§ ABOUT THIS TASK
An exact, complete copy of the data that follows is needed.

+++

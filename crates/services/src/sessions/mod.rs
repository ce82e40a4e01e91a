mod controller;
mod progress;
mod timer;
mod view;

// Public API of the assessment session subsystem.
pub use controller::{AssessmentController, TickEvent};
pub use progress::{AssessmentProgress, QuestionStatus};
pub use timer::{Countdown, TICK_PERIOD};
pub use view::{DifficultyLine, OptionView, QuestionView, ResultView};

+++

§ WRITTEN RESPONSE
filename crates/services/src/sessions/mod.rs
repository ce82e40a4e01e91a
mod controller;
mod progress;
mod timer;
mod view;

// Public API of the assessment session subsystem.
pub use controller::{AssessmentController, TickEvent};
pub use progress::{AssessmentProgress, QuestionStatus};
pub use timer::{Countdown, TICK_PERIOD};
pub use view::{DifficultyLine, OptionView, QuestionView, ResultView};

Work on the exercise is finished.